Saved entries:
■ ■ ■ ■ ■

// tests/feed_scenarios.rs
//
// Engine-level behaviour of the dispatcher: ordering, fallback, prefix
// truncation and the window/offset laws, without the HTTP layer.

use std::sync::Arc;
use std::time::Duration;

use anyhow::{bail, Result};
use async_trait::async_trait;
use chrono::Utc;
use parking_lot::Mutex;

use content_mixer::provider::sample::{FailingProvider, SampleProvider};
use content_mixer::{
    dispatch, ContentClient, ContentItem, FeedContext, MixPlan, ProviderRegistry, Slot, Window,
};

fn item(source: &str, seq: usize) -> ContentItem {
    ContentItem {
        id: format!("{source}-{seq}"),
        title: format!("item {seq}"),
        source: source.to_string(),
        summary: String::new(),
        link: String::new(),
        expiry: Utc::now(),
    }
}

/// Records every call and answers after a delay that shrinks with each call,
/// so later positions tend to finish first.
struct RecordingProvider {
    source: &'static str,
    calls: Mutex<Vec<(String, usize)>>,
}

impl RecordingProvider {
    fn new(source: &'static str) -> Self {
        Self {
            source,
            calls: Mutex::new(Vec::new()),
        }
    }
}

#[async_trait]
impl ContentClient for RecordingProvider {
    async fn fetch(&self, requester: &str, count: usize) -> Result<Vec<ContentItem>> {
        let seq = {
            let mut calls = self.calls.lock();
            calls.push((requester.to_string(), count));
            calls.len()
        };
        tokio::time::sleep(Duration::from_millis(200u64.saturating_sub(seq as u64 * 10))).await;
        Ok((0..count).map(|i| item(self.source, seq + i)).collect())
    }
}

/// Succeeds with an empty list, violating the one-item contract.
struct EmptyProvider;

#[async_trait]
impl ContentClient for EmptyProvider {
    async fn fetch(&self, _requester: &str, _count: usize) -> Result<Vec<ContentItem>> {
        Ok(Vec::new())
    }
}

/// Fails on the listed call numbers (1-based), succeeds otherwise.
struct FlakyProvider {
    source: &'static str,
    fail_on: Vec<usize>,
    calls: Mutex<usize>,
}

#[async_trait]
impl ContentClient for FlakyProvider {
    async fn fetch(&self, _requester: &str, count: usize) -> Result<Vec<ContentItem>> {
        let n = {
            let mut c = self.calls.lock();
            *c += 1;
            *c
        };
        if self.fail_on.contains(&n) {
            bail!("flaky failure on call {n}");
        }
        Ok((0..count).map(|i| item(self.source, n + i)).collect())
    }
}

fn registry() -> ProviderRegistry {
    ProviderRegistry::new()
        .with("1", Arc::new(SampleProvider::new("1")))
        .with("2", Arc::new(SampleProvider::new("2")))
        .with("3", Arc::new(SampleProvider::new("3")))
        .with("4", Arc::new(FailingProvider::new("4")))
}

fn ctx(slots: Vec<Slot>) -> Arc<FeedContext> {
    Arc::new(
        FeedContext::new(
            registry(),
            MixPlan::new(slots).unwrap(),
            Duration::from_secs(2),
        )
        .unwrap(),
    )
}

async fn sources(ctx: &Arc<FeedContext>, offset: u64, count: usize) -> Vec<String> {
    dispatch(Arc::clone(ctx), Window::new(offset, count), Arc::from("tester"))
        .await
        .into_iter()
        .map(|i| i.source)
        .collect()
}

fn default_like_plan() -> Vec<Slot> {
    vec![
        Slot::new("1").with_fallback("2"),
        Slot::new("1").with_fallback("2"),
        Slot::new("2").with_fallback("3"),
        Slot::new("3").with_fallback("1"),
        Slot::new("1"),
    ]
}

#[tokio::test]
async fn fallback_fills_failed_primary() {
    let c = ctx(vec![
        Slot::new("1").with_fallback("2"),
        Slot::new("2"),
        Slot::new("4").with_fallback("3"),
    ]);
    assert_eq!(sources(&c, 0, 5).await, vec!["1", "2", "3", "1", "2"]);
}

#[tokio::test]
async fn failure_without_fallback_truncates_after_offset() {
    let c = ctx(vec![
        Slot::new("1").with_fallback("2"),
        Slot::new("4"),
        Slot::new("4").with_fallback("3"),
    ]);
    assert_eq!(sources(&c, 5, 5).await, vec!["3", "1"]);
}

#[tokio::test]
async fn wrapped_first_position_failing_yields_empty() {
    let c = ctx(vec![
        Slot::new("1").with_fallback("2"),
        Slot::new("2"),
        Slot::new("4").with_fallback("3"),
        Slot::new("4").with_fallback("4"),
    ]);
    assert!(sources(&c, 7, 5).await.is_empty());
}

#[tokio::test]
async fn no_failures_follow_plan_primaries() {
    let plan = default_like_plan();
    let c = ctx(plan.clone());
    for offset in [0u64, 3, 5, 12, 1_000_003] {
        let got = sources(&c, offset, 9).await;
        assert_eq!(got.len(), 9);
        for (j, s) in got.iter().enumerate() {
            let slot = &plan[((offset + j as u64) % plan.len() as u64) as usize];
            assert_eq!(s, slot.primary.as_str(), "offset {offset}, j {j}");
        }
    }
}

#[tokio::test]
async fn result_never_exceeds_count() {
    let c = ctx(vec![Slot::new("1"), Slot::new("4").with_fallback("2")]);
    for count in [0usize, 1, 2, 7, 33] {
        assert!(sources(&c, 1, count).await.len() <= count);
    }
}

#[tokio::test]
async fn window_concatenation_law() {
    let c = ctx(default_like_plan());
    let whole = sources(&c, 0, 10).await;
    let mut parts = sources(&c, 0, 5).await;
    parts.extend(sources(&c, 5, 5).await);
    assert_eq!(whole, parts);
}

#[tokio::test]
async fn offset_wraps_modulo_plan_length() {
    let plan = vec![
        Slot::new("1"),
        Slot::new("4").with_fallback("3"),
        Slot::new("2"),
        Slot::new("4"),
    ];
    let c = ctx(plan);
    for o in 0..4u64 {
        let base = sources(&c, o, 6).await;
        assert_eq!(sources(&c, o + 4, 6).await, base);
        assert_eq!(sources(&c, o + 400, 6).await, base);
    }
    // Offset exactly equal to the plan length behaves like offset 0.
    assert_eq!(sources(&c, 4, 3).await, sources(&c, 0, 3).await);
}

#[tokio::test]
async fn single_failed_call_cuts_result_before_its_position() {
    // One call out of six fails; whichever position it lands on, the result
    // stops right before it.
    let flaky = Arc::new(FlakyProvider {
        source: "f",
        fail_on: vec![3],
        calls: Mutex::new(0),
    });
    let reg = ProviderRegistry::new().with("f", flaky);
    let c = Arc::new(
        FeedContext::new(
            reg,
            MixPlan::new(vec![Slot::new("f")]).unwrap(),
            Duration::from_secs(2),
        )
        .unwrap(),
    );
    let out = dispatch(c, Window::new(0, 6), Arc::from("tester")).await;
    assert!(out.len() <= 6);
    // Exactly one call fails, so exactly one position is missing.
    assert!(out.len() < 6);
    assert!(out.iter().all(|i| i.source == "f"));
}

#[tokio::test]
async fn empty_success_counts_as_failure() {
    let reg = registry().with("e", Arc::new(EmptyProvider));
    let plan = MixPlan::new(vec![
        Slot::new("1"),
        Slot::new("e").with_fallback("3"),
        Slot::new("e"),
        Slot::new("2"),
    ])
    .unwrap();
    let c = Arc::new(FeedContext::new(reg, plan, Duration::from_secs(2)).unwrap());
    assert_eq!(sources(&c, 0, 4).await, vec!["1", "3"]);
}

#[tokio::test(start_paused = true)]
async fn order_is_positional_when_later_tasks_finish_first() {
    let reg = ProviderRegistry::new()
        .with(
            "a",
            Arc::new(SampleProvider::new("a").with_latency(Duration::from_millis(300))),
        )
        .with(
            "b",
            Arc::new(SampleProvider::new("b").with_latency(Duration::from_millis(200))),
        )
        .with(
            "c",
            Arc::new(SampleProvider::new("c").with_latency(Duration::from_millis(100))),
        );
    let plan = MixPlan::new(vec![Slot::new("a"), Slot::new("b"), Slot::new("c")]).unwrap();
    let c = Arc::new(FeedContext::new(reg, plan, Duration::from_secs(5)).unwrap());
    assert_eq!(sources(&c, 0, 6).await, vec!["a", "b", "c", "a", "b", "c"]);
}

#[tokio::test(start_paused = true)]
async fn every_call_asks_for_one_item_on_behalf_of_requester() {
    let rec = Arc::new(RecordingProvider::new("r"));
    let reg = ProviderRegistry::new().with("r", rec.clone());
    let c = Arc::new(
        FeedContext::new(
            reg,
            MixPlan::new(vec![Slot::new("r")]).unwrap(),
            Duration::from_secs(5),
        )
        .unwrap(),
    );

    let out = dispatch(c, Window::new(0, 8), Arc::from("10.1.2.3")).await;
    assert_eq!(out.len(), 8);

    let calls = rec.calls.lock();
    assert_eq!(calls.len(), 8);
    assert!(calls.iter().all(|(req, n)| req == "10.1.2.3" && *n == 1));
}

#[tokio::test(start_paused = true)]
async fn slow_primary_times_out_into_fallback() {
    let reg = registry().with(
        "slow",
        Arc::new(SampleProvider::new("slow").with_latency(Duration::from_secs(30))),
    );
    let plan = MixPlan::new(vec![
        Slot::new("1"),
        Slot::new("slow").with_fallback("2"),
        Slot::new("slow"),
        Slot::new("3"),
    ])
    .unwrap();
    let c = Arc::new(FeedContext::new(reg, plan, Duration::from_millis(100)).unwrap());
    assert_eq!(sources(&c, 0, 4).await, vec!["1", "2"]);
}
// src/mix.rs
//! Mix plan: the cyclic slot pattern that decides which provider serves each position.

use serde::{Deserialize, Serialize};

use crate::provider::{Provider, ProviderRegistry};

#[derive(Debug, thiserror::Error, PartialEq, Eq)]
pub enum MixError {
    #[error("mix plan must contain at least one slot")]
    EmptyPlan,
    #[error("slot {slot} references unregistered {role} provider `{provider}`")]
    UnknownProvider {
        slot: usize,
        role: &'static str,
        provider: Provider,
    },
}

/// One plan entry: the provider asked first and an optional stand-in.
#[derive(Debug, Clone, PartialEq, Eq, Serialize, Deserialize)]
pub struct Slot {
    pub primary: Provider,
    #[serde(default)]
    pub fallback: Option<Provider>,
}

impl Slot {
    pub fn new(primary: impl Into<Provider>) -> Self {
        Self {
            primary: primary.into(),
            fallback: None,
        }
    }

    pub fn with_fallback(mut self, fallback: impl Into<Provider>) -> Self {
        self.fallback = Some(fallback.into());
        self
    }
}

/// Non-empty, ordered, cyclic sequence of slots.
#[derive(Debug, Clone, PartialEq, Eq)]
pub struct MixPlan {
    slots: Vec<Slot>,
}

impl MixPlan {
    pub fn new(slots: Vec<Slot>) -> Result<Self, MixError> {
        if slots.is_empty() {
            return Err(MixError::EmptyPlan);
        }
        Ok(Self { slots })
    }

    pub fn len(&self) -> usize {
        self.slots.len()
    }

    /// Always false for a constructed plan.
    pub fn is_empty(&self) -> bool {
        self.slots.is_empty()
    }

    pub fn slots(&self) -> &[Slot] {
        &self.slots
    }

    /// Slot serving absolute `position`: `plan[position mod len]`.
    pub fn resolve(&self, position: u64) -> &Slot {
        let idx = (position % self.slots.len() as u64) as usize;
        &self.slots[idx]
    }

    /// Reduce a request's starting offset into `[0, len)` before any position arithmetic.
    ///
    /// Resolution only depends on `offset mod len`, so reducing unconditionally
    /// yields the same slots as reducing only when `offset > len`, and keeps
    /// `base + ordinal` far away from `u64::MAX`.
    pub fn base_position(&self, offset: u64) -> u64 {
        offset % self.slots.len() as u64
    }

    /// Every primary and fallback must be callable through `registry`.
    pub fn validate(&self, registry: &ProviderRegistry) -> Result<(), MixError> {
        for (idx, slot) in self.slots.iter().enumerate() {
            if !registry.contains(&slot.primary) {
                return Err(MixError::UnknownProvider {
                    slot: idx,
                    role: "primary",
                    provider: slot.primary.clone(),
                });
            }
            if let Some(fb) = &slot.fallback {
                if !registry.contains(fb) {
                    return Err(MixError::UnknownProvider {
                        slot: idx,
                        role: "fallback",
                        provider: fb.clone(),
                    });
                }
            }
        }
        Ok(())
    }
}
// src/dispatch.rs
//! Dispatcher: fans a requested window out into one fetch task per position
//! and hands the collected outcomes to the assembler once every task is done.

use std::sync::Arc;
use std::time::{Duration, Instant};

use metrics::{counter, histogram};
use tokio::sync::oneshot;
use tokio::task::JoinSet;

use crate::assemble::assemble;
use crate::fetch::FetchTask;
use crate::mix::{MixError, MixPlan};
use crate::provider::{ContentItem, ProviderRegistry};

pub const DEFAULT_FETCH_TIMEOUT: Duration = Duration::from_millis(2000);

/// Read-only state shared by every request: registry, plan and the per-call deadline.
#[derive(Debug)]
pub struct FeedContext {
    registry: ProviderRegistry,
    plan: MixPlan,
    fetch_timeout: Duration,
}

impl FeedContext {
    /// Fails if the plan references a provider the registry can't serve.
    pub fn new(
        registry: ProviderRegistry,
        plan: MixPlan,
        fetch_timeout: Duration,
    ) -> Result<Self, MixError> {
        plan.validate(&registry)?;
        Ok(Self {
            registry,
            plan,
            fetch_timeout,
        })
    }

    pub fn registry(&self) -> &ProviderRegistry {
        &self.registry
    }

    pub fn plan(&self) -> &MixPlan {
        &self.plan
    }

    pub fn fetch_timeout(&self) -> Duration {
        self.fetch_timeout
    }
}

/// A slice of the infinite cyclic feed.
#[derive(Debug, Clone, Copy, PartialEq, Eq)]
pub struct Window {
    pub offset: u64,
    pub count: usize,
}

impl Window {
    pub fn new(offset: u64, count: usize) -> Self {
        Self { offset, count }
    }
}

/// Resolve `window` into content, in position order, truncated at the first failed position.
pub async fn dispatch(ctx: Arc<FeedContext>, window: Window, requester: Arc<str>) -> Vec<ContentItem> {
    if window.count == 0 {
        return Vec::new();
    }
    let t0 = Instant::now();
    let base = ctx.plan().base_position(window.offset);

    let mut tasks = JoinSet::new();
    for ordinal in 0..window.count {
        let (handoff, ordinal_rx) = oneshot::channel::<usize>();
        let ctx = Arc::clone(&ctx);
        let requester = Arc::clone(&requester);
        tasks.spawn(async move {
            let ordinal = ordinal_rx.await.ok()?;
            let position = base + ordinal as u64;
            Some(FetchTask::new(&ctx, &requester, ordinal, position).run().await)
        });
        // Single sender: ordinals follow spawn order; completion order is free.
        let _ = handoff.send(ordinal);
    }

    let mut outcomes = Vec::with_capacity(window.count);
    while let Some(joined) = tasks.join_next().await {
        match joined {
            Ok(Some(outcome)) => outcomes.push(outcome),
            Ok(None) => tracing::warn!(target: "feed", "fetch task never received its ordinal"),
            Err(e) => tracing::warn!(target: "feed", error = ?e, "fetch task aborted"),
        }
    }

    let result = assemble(window.count, outcomes);

    histogram!("feed_dispatch_ms").record(t0.elapsed().as_secs_f64() * 1000.0);
    counter!("feed_items_served_total").increment(result.len() as u64);
    tracing::info!(
        target: "feed",
        offset = window.offset,
        count = window.count,
        served = result.len(),
        elapsed_ms = t0.elapsed().as_millis() as u64,
        "window dispatched"
    );
    result
}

■ ■ ■ ■ ■

EXERCISE REQUIREMENTS:
Counting only lines that hold the string "must", give the number of such lines in the records. Write nothing else.

EXERCISE OUTPUT:
2